- Task instructions -
Please give back, word for word, each line from the start of the entries through the one in which "the non-standard status" is found.

>>

//! Throwaway backend for pipeline and server tests.

use std::net::SocketAddr;
use std::sync::atomic::{AtomicUsize, Ordering};
use std::sync::Arc;
use std::time::Duration;

use axum::extract::{Request, State};
use axum::http::header::{ACCESS_CONTROL_ALLOW_ORIGIN, HOST, LOCATION};
use axum::http::StatusCode;
use axum::response::{IntoResponse, Response};
use axum::Router;

use crate::config::BackendConfig;

/// A backend bound to an ephemeral local port that counts the requests it sees.
pub struct MockBackend {
    pub addr: SocketAddr,
    hits: Arc<AtomicUsize>,
}

impl MockBackend {
    /// Routes:
    /// - `/moved`: `301` to `/elsewhere`
    /// - `/slow`: `200` after three seconds
    /// - `/reserved`: the non-standard status `750`
    /// - anything else: `200`, body `backend:{path}`, with its own CORS origin
    ///   and echoes of `Host` and `X-Forwarded-For`
    pub async fn start() -> Self {
        let hits = Arc::new(AtomicUsize::new(0));
        let app = Router::new()
            .fallback(handle)
            .with_state(hits.clone());

        let listener = tokio::net::TcpListener::bind("127.0.0.1:0").await.unwrap();
        let addr = listener.local_addr().unwrap();
        tokio::spawn(async move {
            axum::serve(listener, app).await.unwrap();
        });

        Self { addr, hits }
    }

    pub fn hits(&self) -> usize {
        self.hits.load(Ordering::SeqCst)
    }

    pub fn config(&self) -> BackendConfig {
        BackendConfig {
            host: self.addr.ip().to_string(),
            port: self.addr.port(),
            timeout_secs: 5,
        }
    }
}

/// Config pointing at a local port nothing listens on.
pub async fn closed_backend() -> BackendConfig {
    let listener = tokio::net::TcpListener::bind("127.0.0.1:0").await.unwrap();
    let port = listener.local_addr().unwrap().port();
    drop(listener);
    BackendConfig {
        host: "127.0.0.1".to_string(),
        port,
        timeout_secs: 5,
    }
}

async fn handle(State(hits): State<Arc<AtomicUsize>>, request: Request) -> Response {
    hits.fetch_add(1, Ordering::SeqCst);

    if request.uri().path() == "/moved" {
        return (StatusCode::MOVED_PERMANENTLY, [(LOCATION, "/elsewhere")]).into_response();
    }
    if request.uri().path() == "/slow" {
        tokio::time::sleep(Duration::from_secs(3)).await;
        return (StatusCode::OK, "late").into_response();
    }
    if request.uri().path() == "/reserved" {
        let status = StatusCode::from_u16(750).unwrap();
        return (status, "reserved").into_response();
    }

    let host = request
        .headers()
        .get(HOST)
        .and_then(|v| v.to_str().ok())
        .unwrap_or("")
        .to_string();
    let forwarded_for = request
        .headers()
        .get("x-forwarded-for")
        .and_then(|v| v.to_str().ok())
        .unwrap_or("")
        .to_string();
    let body = format!("backend:{}", request.uri().path());

    (
        StatusCode::OK,
        [
            (ACCESS_CONTROL_ALLOW_ORIGIN.as_str(), "https://origin.example".to_string()),
            ("x-seen-host", host),
            ("x-seen-forwarded-for", forwarded_for),
        ],
        body,
    )
        .into_response()
}
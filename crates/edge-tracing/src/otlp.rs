//! Subscriber assembly, optional OTLP export, and TracingGuard.

use anyhow::Result;
use opentelemetry::trace::TracerProvider;
use opentelemetry_otlp::WithExportConfig;
use opentelemetry_sdk::trace::SdkTracerProvider;
use tracing_subscriber::layer::SubscriberExt;
use tracing_subscriber::util::SubscriberInitExt;
use tracing_subscriber::{EnvFilter, Layer, Registry};

use crate::config::{LogFormat, OtlpProtocol, TracingConfig};

/// RAII guard that flushes and shuts down the tracer provider on drop.
pub struct TracingGuard {
    provider: Option<SdkTracerProvider>,
}

impl TracingGuard {
    /// Whether spans are being exported to an OTLP collector.
    pub fn exporting(&self) -> bool {
        self.provider.is_some()
    }
}

impl Drop for TracingGuard {
    fn drop(&mut self) {
        if let Some(ref mut provider) = self.provider {
            if let Err(e) = provider.shutdown() {
                eprintln!("Failed to shutdown tracer provider: {e}");
            }
        }
    }
}

/// Initialize logging on stderr and, when an endpoint is configured, OTLP span export.
///
/// A collector that cannot be reached must not keep the edge from serving
/// traffic, so exporter failures degrade to local logging with a warning.
///
/// Hold the returned [`TracingGuard`] for the lifetime of the process.
pub fn init_tracing(config: &TracingConfig) -> TracingGuard {
    let Some(endpoint) = config.otlp_endpoint.clone() else {
        init_local(config);
        return TracingGuard { provider: None };
    };

    match build_provider(config, &endpoint) {
        Ok(provider) => {
            let tracer = provider.tracer(config.service_name.clone());
            tracing_subscriber::registry()
                .with(fmt_layer(config.format))
                .with(tracing_opentelemetry::layer().with_tracer(tracer))
                .with(env_filter(config))
                .init();

            tracing::info!(
                endpoint = %endpoint,
                service = %config.service_name,
                protocol = ?config.protocol,
                "OpenTelemetry OTLP tracing initialized"
            );

            TracingGuard {
                provider: Some(provider),
            }
        }
        Err(e) => {
            init_local(config);
            tracing::warn!(
                error = %e,
                endpoint = %endpoint,
                "OTLP exporter failed to initialize, logging locally only"
            );
            TracingGuard { provider: None }
        }
    }
}

fn init_local(config: &TracingConfig) {
    tracing_subscriber::registry()
        .with(fmt_layer(config.format))
        .with(env_filter(config))
        .init();
}

/// Parse the configured filter, falling back to `info` on a bad directive.
fn env_filter(config: &TracingConfig) -> EnvFilter {
    EnvFilter::try_new(&config.log_level).unwrap_or_else(|_| EnvFilter::new("info"))
}

fn fmt_layer(format: LogFormat) -> Box<dyn Layer<Registry> + Send + Sync> {
    match format {
        LogFormat::Text => tracing_subscriber::fmt::layer()
            .with_target(true)
            .with_writer(std::io::stderr)
            .boxed(),
        LogFormat::Json => tracing_subscriber::fmt::layer()
            .json()
            .with_target(true)
            .with_writer(std::io::stderr)
            .boxed(),
    }
}

fn build_provider(config: &TracingConfig, endpoint: &str) -> Result<SdkTracerProvider> {
    let exporter = match config.protocol {
        OtlpProtocol::Grpc => opentelemetry_otlp::SpanExporter::builder()
            .with_tonic()
            .with_endpoint(endpoint)
            .build()?,
        OtlpProtocol::Http => opentelemetry_otlp::SpanExporter::builder()
            .with_http()
            .with_endpoint(endpoint)
            .build()?,
    };

    Ok(SdkTracerProvider::builder()
        .with_batch_exporter(exporter)
        .with_resource(
            opentelemetry_sdk::Resource::builder_empty()
                .with_service_name(config.service_name.clone())
                .build(),
        )
        .build())
}
//! Verbatim forwarding to the backend.
//!
//! Status, headers and body come back untouched apart from hop-by-hop
//! headers. The response body is streamed, never buffered or parsed.

use std::net::SocketAddr;
use std::time::{Duration, Instant};

use axum::body::Body;
use axum::extract::{ConnectInfo, Request};
use axum::http::header::{CONNECTION, CONTENT_LENGTH};
use axum::http::{HeaderMap, HeaderName, HeaderValue};
use axum::response::Response;
use tracing::Instrument;

use crate::config::BackendConfig;
use crate::error::ForwardError;

/// Headers that should NOT be forwarded (hop-by-hop headers).
const HOP_BY_HOP_HEADERS: &[&str] = &[
    "connection",
    "transfer-encoding",
    "keep-alive",
    "upgrade",
    "proxy-authenticate",
    "proxy-authorization",
    "proxy-connection",
    "te",
    "trailer",
    "trailers",
];

const FORWARDED_FOR_HEADER: &str = "x-forwarded-for";

/// Client for the single configured backend.
#[derive(Clone)]
pub struct Forwarder {
    client: reqwest::Client,
    base_url: String,
    max_body_bytes: usize,
}

impl Forwarder {
    pub fn new(config: &BackendConfig, max_body_bytes: usize) -> Result<Self, reqwest::Error> {
        let client = reqwest::Client::builder()
            .timeout(Duration::from_secs(config.timeout_secs))
            // Backend redirects belong to the client, not to us
            .redirect(reqwest::redirect::Policy::none())
            .no_proxy()
            .build()?;

        Ok(Self {
            client,
            base_url: config.base_url(),
            max_body_bytes,
        })
    }

    pub fn base_url(&self) -> &str {
        &self.base_url
    }

    /// Send `request` to the backend and relay its response.
    pub async fn forward(&self, request: Request, request_id: &str) -> Result<Response, ForwardError> {
        let path = request
            .uri()
            .path_and_query()
            .map_or("/", |pq| pq.as_str());
        // Asterisk-form (`OPTIONS *`) has no origin-form equivalent
        if !path.starts_with('/') {
            tracing::debug!(target_form = %path, "Rejecting non origin-form request target");
            return Err(ForwardError::RequestTarget(path.to_string()));
        }
        let url = format!("{}{path}", self.base_url);

        let span = edge_tracing::backend_forward_span!(request_id, url);
        let start = Instant::now();

        async {
            let client_addr = request
                .extensions()
                .get::<ConnectInfo<SocketAddr>>()
                .map(|ConnectInfo(addr)| *addr);
            let (parts, body) = request.into_parts();

            let body = axum::body::to_bytes(body, self.max_body_bytes)
                .await
                .map_err(ForwardError::BodyRead)?;

            let mut headers = request_headers(&parts.headers);
            if let Some(addr) = client_addr {
                append_forwarded_for(&mut headers, addr);
            }

            let result = self
                .client
                .request(parts.method, &url)
                .headers(headers)
                .body(body)
                .send()
                .await;

            let latency = u64::try_from(start.elapsed().as_millis()).unwrap_or(u64::MAX);
            tracing::Span::current().record("latency_ms", latency);

            let upstream = match result {
                Ok(resp) => resp,
                Err(e) => {
                    let err = ForwardError::from(e);
                    tracing::Span::current().record("status", err.status().as_u16());
                    tracing::error!(error = %err, "Backend forward failed");
                    return Err(err);
                }
            };

            let status = upstream.status();
            tracing::Span::current().record("status", status.as_u16());
            tracing::debug!(status = status.as_u16(), latency_ms = latency, "Forward complete");

            build_response(upstream)
        }
        .instrument(span)
        .await
    }
}

/// Copy the inbound headers minus hop-by-hop ones. `Host` is kept so the
/// backend sees the name the client asked for.
fn request_headers(inbound: &HeaderMap) -> HeaderMap {
    let mut headers = strip_hop_by_hop(inbound);
    // Recomputed by the client from the buffered body
    headers.remove(CONTENT_LENGTH);
    headers
}

/// Drop hop-by-hop headers, including any named in `Connection`.
fn strip_hop_by_hop(source: &HeaderMap) -> HeaderMap {
    let listed: Vec<String> = source
        .get_all(CONNECTION)
        .iter()
        .filter_map(|v| v.to_str().ok())
        .flat_map(|v| v.split(','))
        .map(|name| name.trim().to_ascii_lowercase())
        .filter(|name| !name.is_empty())
        .collect();

    let mut headers = HeaderMap::with_capacity(source.len());
    for (name, value) in source.iter() {
        let name_str = name.as_str();
        if HOP_BY_HOP_HEADERS.contains(&name_str) || listed.iter().any(|l| l == name_str) {
            continue;
        }
        headers.append(name.clone(), value.clone());
    }
    headers
}

/// Append the client address the way caching proxies do: `prior, client`.
fn append_forwarded_for(headers: &mut HeaderMap, addr: SocketAddr) {
    let client = addr.ip().to_string();
    let prior: Vec<&str> = headers
        .get_all(FORWARDED_FOR_HEADER)
        .iter()
        .filter_map(|v| v.to_str().ok())
        .collect();
    let combined = if prior.is_empty() {
        client
    } else {
        format!("{}, {client}", prior.join(", "))
    };
    if let Ok(value) = HeaderValue::from_str(&combined) {
        headers.insert(HeaderName::from_static(FORWARDED_FOR_HEADER), value);
    }
}

/// Build the client-facing response, streaming the backend body verbatim.
fn build_response(upstream: reqwest::Response) -> Result<Response, ForwardError> {
    let mut builder = Response::builder().status(upstream.status());
    if let Some(headers) = builder.headers_mut() {
        *headers = strip_hop_by_hop(upstream.headers());
    }

    let body = Body::from_stream(upstream.bytes_stream());
    Ok(builder.body(body)?)
}
//! Error types for configuration, forwarding and response synthesis.

use axum::http::StatusCode;
use axum::response::{IntoResponse, Response};

/// Startup-time configuration problems.
#[derive(Debug, thiserror::Error)]
pub enum ConfigError {
    #[error("at least one server.listen_addresses entry is required")]
    NoListenAddress,

    #[error("backend.host must not be empty")]
    EmptyBackendHost,

    #[error("backend.port must not be 0")]
    ZeroBackendPort,

    #[error("redirect.hostname must not be empty while redirect.enabled is set")]
    EmptyRedirectHostname,

    #[error("cors.path_prefix must start with '/', got {0:?}")]
    PathPrefix(String),

    #[error("backend address must be host:port, got {0:?}")]
    BackendAddress(String),

    #[error("cors.{field} is not a valid header value: {value:?}")]
    CorsValue { field: &'static str, value: String },
}

/// Failures on the backend path. Never retried.
#[derive(Debug, thiserror::Error)]
pub enum ForwardError {
    #[error("failed to read request body: {0}")]
    BodyRead(#[source] axum::Error),

    #[error("request target {0:?} cannot be forwarded")]
    RequestTarget(String),

    #[error("failed to build backend request: {0}")]
    Builder(#[source] reqwest::Error),

    #[error("backend timed out: {0}")]
    Timeout(#[source] reqwest::Error),

    #[error("backend unreachable: {0}")]
    Unreachable(#[source] reqwest::Error),

    #[error("failed to build response: {0}")]
    Response(#[from] http::Error),
}

impl From<reqwest::Error> for ForwardError {
    fn from(e: reqwest::Error) -> Self {
        if e.is_builder() {
            ForwardError::Builder(e)
        } else if e.is_timeout() {
            ForwardError::Timeout(e)
        } else {
            ForwardError::Unreachable(e)
        }
    }
}

impl ForwardError {
    pub fn status(&self) -> StatusCode {
        match self {
            ForwardError::BodyRead(_)
            | ForwardError::RequestTarget(_)
            | ForwardError::Builder(_) => StatusCode::BAD_REQUEST,
            ForwardError::Timeout(_) => StatusCode::GATEWAY_TIMEOUT,
            ForwardError::Unreachable(_) => StatusCode::BAD_GATEWAY,
            ForwardError::Response(_) => StatusCode::INTERNAL_SERVER_ERROR,
        }
    }
}

impl IntoResponse for ForwardError {
    fn into_response(self) -> Response {
        let message = match self {
            ForwardError::BodyRead(_) => "failed to read request body",
            ForwardError::RequestTarget(_) | ForwardError::Builder(_) => "bad request target",
            ForwardError::Timeout(_) => "backend timeout",
            ForwardError::Unreachable(_) => "backend unreachable",
            ForwardError::Response(_) => "internal error",
        };
        (self.status(), message).into_response()
    }
}

/// A redirect that cannot be expressed as a response. Indicates a pipeline bug.
#[derive(Debug, thiserror::Error)]
pub enum SynthesisError {
    #[error("redirect target {target:?} is not a valid Location value")]
    InvariantViolation { target: String },

    #[error("failed to build redirect: {0}")]
    Response(#[from] http::Error),
}

impl IntoResponse for SynthesisError {
    fn into_response(self) -> Response {
        (StatusCode::INTERNAL_SERVER_ERROR, "internal error").into_response()
    }
}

<<

- Final answer -
//! Throwaway backend for pipeline and server tests.

use std::net::SocketAddr;
use std::sync::atomic::{AtomicUsize, Ordering};
use std::sync::Arc;
use std::time::Duration;

use axum::extract::{Request, State};
use axum::http::header::{ACCESS_CONTROL_ALLOW_ORIGIN, HOST, LOCATION};
use axum::http::StatusCode;
use axum::response::{IntoResponse, Response};
use axum::Router;

use crate::config::BackendConfig;

/// A backend bound to an ephemeral local port that counts the requests it sees.
pub struct MockBackend {
    pub addr: SocketAddr,
    hits: Arc<AtomicUsize>,
}

impl MockBackend {
    /// Routes:
    /// - `/moved`: `301` to `/elsewhere`
    /// - `/slow`: `200` after three seconds
    /// - `/reserved`: the non-standard status `750`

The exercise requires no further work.